Proprio in tema di etica, vorrei ricordare un episodio che mi riguarda personalmente. Io appartengo a una generazione che ha terminato gli studi molto prima che entrasse in vigore il concordato del 1982, e la religione cattolica come materia d’insegnamento non era opzionale ma si poteva eventualmente chiedere l’esenzione, cosa che i miei non fecero. Durante i cinque anni, diventati sei a causa di una ripetenza, delle superiori, per me furono discussioni continue con l’insegnante di religione, che però devo ammettere a posteriori, mi sono state utili per sviluppare il mio punto di vista.
Una volta il discorso cadde sui temi etici. Il docente aveva esposto la dottrina cristiana del perdono. Gli risposi citando Virgilio, “Parcere subiectis”, “perdonare ai vinti”. Rinunciare a vendicarsi quando si potrebbe farlo, è un atto che richiede magnanimità, ma “perdonare” a chi comunque non si sarebbe in grado di nuocere, è solo un bel gesto che non costa nulla, e quando si segue il consiglio della bibbia di “lasciare a Dio la cura della vendetta”, in fondo non si fa altro che mascherare il rancore con l’ipocrisia. E gli citai Nietzsche: “Detesto colui che si dice buono perché non ha le unghie abbastanza forti”.
“Quello che stai dicendo”, mi rispose, “E’ del tutto al di fuori della dottrina cristiana”.
“Non m’importa nulla della dottrina cristiana”, replicai a mia volta, “Ma solo se quello che sto dicendo è valido o no”.
Credo che non scorderò mai l’espressione sbigottita che gli si dipinse sul viso.
La morale cristiana è una strana bestia, un distillato di buonismo universalistico e d’ipocrisia giudaica.
Noi non ne abbiamo bisogno.

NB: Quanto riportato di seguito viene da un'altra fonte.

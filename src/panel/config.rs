//! Panel configuration from environment variables
//!
//! Every option has a default matching the production run, so an empty
//! environment yields a usable configuration.

use std::env;
use std::path::PathBuf;
use std::time::Duration;

use super::error::ConfigError;
use super::windows::WindowResolver;

/// How candidate products of a seal firm are chosen
#[derive(Debug, Clone, Copy, PartialEq, Eq)]
pub enum ProductSelection {
    /// Most clicked products of the firm around the seal date
    TopClicks,
    /// Deterministic random sample of the firm's offered products
    Random,
}

impl std::str::FromStr for ProductSelection {
    type Err = ConfigError;

    fn from_str(s: &str) -> Result<Self, Self::Err> {
        match s.trim().to_lowercase().as_str() {
            "top_clicks" | "top-clicks" | "clicks" => Ok(ProductSelection::TopClicks),
            "random" => Ok(ProductSelection::Random),
            other => Err(ConfigError::InvalidValue(format!(
                "PRODUCT_SELECTION must be 'top_clicks' or 'random', got '{}'",
                other
            ))),
        }
    }
}

/// Drop/reload policy of one windowed relation
#[derive(Debug, Clone, Copy, PartialEq, Eq)]
pub struct TablePolicy {
    /// Free the relation before every event's load
    pub drop_after_use: bool,
    /// Free once the relation holds more rows than this
    pub row_limit: Option<u64>,
    /// Free once the oldest load is older than this
    pub cache_duration: Option<Duration>,
}

/// Timeout-bounded wait for the process to hand memory back after a free
#[derive(Debug, Clone, Copy, PartialEq, Eq)]
pub struct RecoveryConfig {
    pub timeout: Duration,
    pub poll_interval: Duration,
    /// Resident set size to wait for; `None` only samples once
    pub rss_target_bytes: Option<u64>,
}

/// Configuration for one panel run
#[derive(Debug, Clone)]
pub struct PanelConfig {
    /// SQLite store file (holds the durable ingestion log)
    pub db_path: String,
    /// Root directory of the partition folders
    pub data_dir: PathBuf,
    /// Offer partition folders, searched in order
    pub offer_folders: Vec<String>,
    pub click_folder: String,
    pub seal_events_path: PathBuf,
    pub allowed_firms_path: PathBuf,
    pub scraper_ips_path: Option<PathBuf>,
    /// Delimiter of the seal-event and allowed-firm tables
    pub csv_delimiter: u8,
    pub output_path: PathBuf,

    pub offer_weeks_pre: u32,
    pub offer_weeks_post: u32,
    pub click_months_pre: u32,
    pub click_months_post: u32,

    pub product_selection: ProductSelection,
    pub product_sample_size: usize,
    pub top_products_by_clicks: usize,
    pub counterfactual_sample_size: usize,
    pub sampler_seed: u64,

    pub continuity_weeks: u32,
    pub continuity_missing_weeks_allowed: u32,

    /// Counterfactual firms must also appear on the allowed-firm list
    pub require_allowed_counterfactuals: bool,
    pub exclude_scraper_clicks: bool,

    pub parallel: bool,
    pub max_workers: usize,

    pub offer_policy: TablePolicy,
    pub click_policy: TablePolicy,

    pub store_memory_cap_bytes: Option<u64>,
    pub store_threads: u32,

    pub recovery: RecoveryConfig,
}

fn parse_or<T: std::str::FromStr>(lookup: &impl Fn(&str) -> Option<String>, key: &str, default: T) -> T {
    lookup(key).and_then(|s| s.trim().parse().ok()).unwrap_or(default)
}

fn parse_opt<T: std::str::FromStr>(lookup: &impl Fn(&str) -> Option<String>, key: &str) -> Option<T> {
    lookup(key).and_then(|s| s.trim().parse().ok())
}

const MB: u64 = 1024 * 1024;

impl PanelConfig {
    /// Load configuration from environment variables
    ///
    /// Environment variables (defaults in parentheses):
    /// - `PANEL_DB_PATH` (panel_store.db)
    /// - `PANEL_DATA_DIR` (./data)
    /// - `PANEL_OFFER_FOLDERS` (angebot_06_10,angebot_11_15,angebot)
    /// - `PANEL_CLICK_FOLDER` (clicks)
    /// - `PANEL_SEAL_EVENTS_PATH` (./data/final_matrix.csv)
    /// - `PANEL_ALLOWED_FIRMS_PATH` (./data/filtered_haendler_bez.csv)
    /// - `PANEL_SCRAPER_IPS_PATH` (./data/scrapper_ips.parquet, empty disables)
    /// - `PANEL_CSV_DELIMITER` (;)
    /// - `PANEL_OUTPUT_PATH` (results.csv)
    /// - `OFFER_WEEKS_PRE` / `OFFER_WEEKS_POST` (52 / 26)
    /// - `CLICK_MONTHS_PRE` / `CLICK_MONTHS_POST` (6 / 6)
    /// - `PRODUCT_SELECTION` (top_clicks)
    /// - `PRODUCT_SAMPLE_SIZE` (50), `TOP_PRODUCTS_BY_CLICKS` (200)
    /// - `COUNTERFACTUAL_SAMPLE_SIZE` (10), `SAMPLER_SEED` (42)
    /// - `CONTINUITY_WEEKS` (8), `CONTINUITY_MISSING_WEEKS_ALLOWED` (1)
    /// - `REQUIRE_ALLOWED_COUNTERFACTUALS` (false), `EXCLUDE_SCRAPER_CLICKS` (true)
    /// - `PANEL_PARALLEL` (false), `MAX_WORKERS` (10)
    /// - `OFFER_ROW_LIMIT` (2000000), `OFFER_CACHE_MINUTES` (60)
    /// - `CLICK_ROW_LIMIT` (500000), `CLICK_CACHE_MINUTES` (30)
    /// - `FREE_BETWEEN_EVENTS` (true)
    /// - `STORE_MEMORY_CAP_MB` (unset), `STORE_THREADS` (8)
    /// - `RECOVERY_TIMEOUT_SECS` (60), `RECOVERY_POLL_MS` (1000), `RECOVERY_RSS_TARGET_MB` (unset)
    pub fn from_env() -> Self {
        Self::from_lookup(|key| env::var(key).ok())
    }

    /// Build the configuration from any key lookup
    pub fn from_lookup(lookup: impl Fn(&str) -> Option<String>) -> Self {
        let free_between_events = parse_or(&lookup, "FREE_BETWEEN_EVENTS", true);

        let data_dir = PathBuf::from(lookup("PANEL_DATA_DIR").unwrap_or_else(|| "./data".to_string()));

        let offer_folders = lookup("PANEL_OFFER_FOLDERS")
            .unwrap_or_else(|| "angebot_06_10,angebot_11_15,angebot".to_string())
            .split(',')
            .map(|s| s.trim().to_string())
            .filter(|s| !s.is_empty())
            .collect();

        let scraper_ips_path = match lookup("PANEL_SCRAPER_IPS_PATH") {
            Some(path) if path.trim().is_empty() => None,
            Some(path) => Some(PathBuf::from(path)),
            None => Some(PathBuf::from("./data/scrapper_ips.parquet")),
        };

        let csv_delimiter = lookup("PANEL_CSV_DELIMITER")
            .and_then(|s| s.bytes().next())
            .unwrap_or(b';');

        Self {
            db_path: lookup("PANEL_DB_PATH").unwrap_or_else(|| "panel_store.db".to_string()),
            data_dir,
            offer_folders,
            click_folder: lookup("PANEL_CLICK_FOLDER").unwrap_or_else(|| "clicks".to_string()),
            seal_events_path: PathBuf::from(
                lookup("PANEL_SEAL_EVENTS_PATH").unwrap_or_else(|| "./data/final_matrix.csv".to_string()),
            ),
            allowed_firms_path: PathBuf::from(
                lookup("PANEL_ALLOWED_FIRMS_PATH")
                    .unwrap_or_else(|| "./data/filtered_haendler_bez.csv".to_string()),
            ),
            scraper_ips_path,
            csv_delimiter,
            output_path: PathBuf::from(lookup("PANEL_OUTPUT_PATH").unwrap_or_else(|| "results.csv".to_string())),

            offer_weeks_pre: parse_or(&lookup, "OFFER_WEEKS_PRE", 52),
            offer_weeks_post: parse_or(&lookup, "OFFER_WEEKS_POST", 26),
            click_months_pre: parse_or(&lookup, "CLICK_MONTHS_PRE", 6),
            click_months_post: parse_or(&lookup, "CLICK_MONTHS_POST", 6),

            product_selection: lookup("PRODUCT_SELECTION")
                .and_then(|s| match s.parse() {
                    Ok(selection) => Some(selection),
                    Err(e) => {
                        log::warn!("{}, defaulting to top_clicks", e);
                        None
                    }
                })
                .unwrap_or(ProductSelection::TopClicks),
            product_sample_size: parse_or(&lookup, "PRODUCT_SAMPLE_SIZE", 50),
            top_products_by_clicks: parse_or(&lookup, "TOP_PRODUCTS_BY_CLICKS", 200),
            counterfactual_sample_size: parse_or(&lookup, "COUNTERFACTUAL_SAMPLE_SIZE", 10),
            sampler_seed: parse_or(&lookup, "SAMPLER_SEED", 42),

            continuity_weeks: parse_or(&lookup, "CONTINUITY_WEEKS", 8),
            continuity_missing_weeks_allowed: parse_or(&lookup, "CONTINUITY_MISSING_WEEKS_ALLOWED", 1),

            require_allowed_counterfactuals: parse_or(&lookup, "REQUIRE_ALLOWED_COUNTERFACTUALS", false),
            exclude_scraper_clicks: parse_or(&lookup, "EXCLUDE_SCRAPER_CLICKS", true),

            parallel: parse_or(&lookup, "PANEL_PARALLEL", false),
            max_workers: parse_or(&lookup, "MAX_WORKERS", 10),

            offer_policy: TablePolicy {
                drop_after_use: free_between_events,
                row_limit: Some(parse_or(&lookup, "OFFER_ROW_LIMIT", 2_000_000)),
                cache_duration: Some(Duration::from_secs(60 * parse_or(&lookup, "OFFER_CACHE_MINUTES", 60))),
            },
            click_policy: TablePolicy {
                drop_after_use: free_between_events,
                row_limit: Some(parse_or(&lookup, "CLICK_ROW_LIMIT", 500_000)),
                cache_duration: Some(Duration::from_secs(60 * parse_or(&lookup, "CLICK_CACHE_MINUTES", 30))),
            },

            store_memory_cap_bytes: parse_opt::<u64>(&lookup, "STORE_MEMORY_CAP_MB").map(|mb| mb * MB),
            store_threads: parse_or(&lookup, "STORE_THREADS", 8),

            recovery: RecoveryConfig {
                timeout: Duration::from_secs(parse_or(&lookup, "RECOVERY_TIMEOUT_SECS", 60)),
                poll_interval: Duration::from_millis(parse_or(&lookup, "RECOVERY_POLL_MS", 1_000)),
                rss_target_bytes: parse_opt::<u64>(&lookup, "RECOVERY_RSS_TARGET_MB").map(|mb| mb * MB),
            },
        }
    }

    /// Reject configurations that cannot produce a panel
    pub fn validate(&self) -> Result<(), ConfigError> {
        if self.max_workers == 0 {
            return Err(ConfigError::InvalidValue("MAX_WORKERS must be at least 1".to_string()));
        }
        if self.offer_folders.is_empty() {
            return Err(ConfigError::InvalidValue(
                "PANEL_OFFER_FOLDERS must name at least one folder".to_string(),
            ));
        }
        if self.product_selection == ProductSelection::Random && self.product_sample_size == 0 {
            return Err(ConfigError::InvalidValue("PRODUCT_SAMPLE_SIZE must be positive".to_string()));
        }
        if self.product_selection == ProductSelection::TopClicks && self.top_products_by_clicks == 0 {
            return Err(ConfigError::InvalidValue("TOP_PRODUCTS_BY_CLICKS must be positive".to_string()));
        }
        if self.recovery.poll_interval.is_zero() {
            return Err(ConfigError::InvalidValue("RECOVERY_POLL_MS must be positive".to_string()));
        }
        if self.continuity_weeks < 4 {
            log::warn!(
                "⚠️  CONTINUITY_WEEKS={} is below 4: every candidate product will be rejected",
                self.continuity_weeks
            );
        }
        Ok(())
    }

    pub fn window_resolver(&self) -> WindowResolver {
        WindowResolver {
            offer_weeks_pre: self.offer_weeks_pre,
            offer_weeks_post: self.offer_weeks_post,
            click_months_pre: self.click_months_pre,
            click_months_post: self.click_months_post,
        }
    }
}

impl Default for PanelConfig {
    fn default() -> Self {
        Self::from_lookup(|_| None)
    }
}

Nelle difficili prove che ci attendono per il futuro, quando ci si imporrà sempre più l’esigenza di respingere l’invasione allogena mascherata da immigrazione per salvare il futuro della nostra gente, sarà sempre più di un’etica guerriera che avremo bisogno.
NOTA: Nell’illustrazione che correda questo articolo, da sinistra: una ricostruzione dell’Arca dell’Alleanza, la Santa Vehme, la punta della lancia di Longino che secondo la tradizione avrebbe trafitto il costato di Cristo (delle tre reliquie è l’unica che ci è effettivamente pervenuta), il calice di Ardagh, capolavoro dell’oreficeria medioevale irlandese spesso usato per rappresentare il Santo Graal.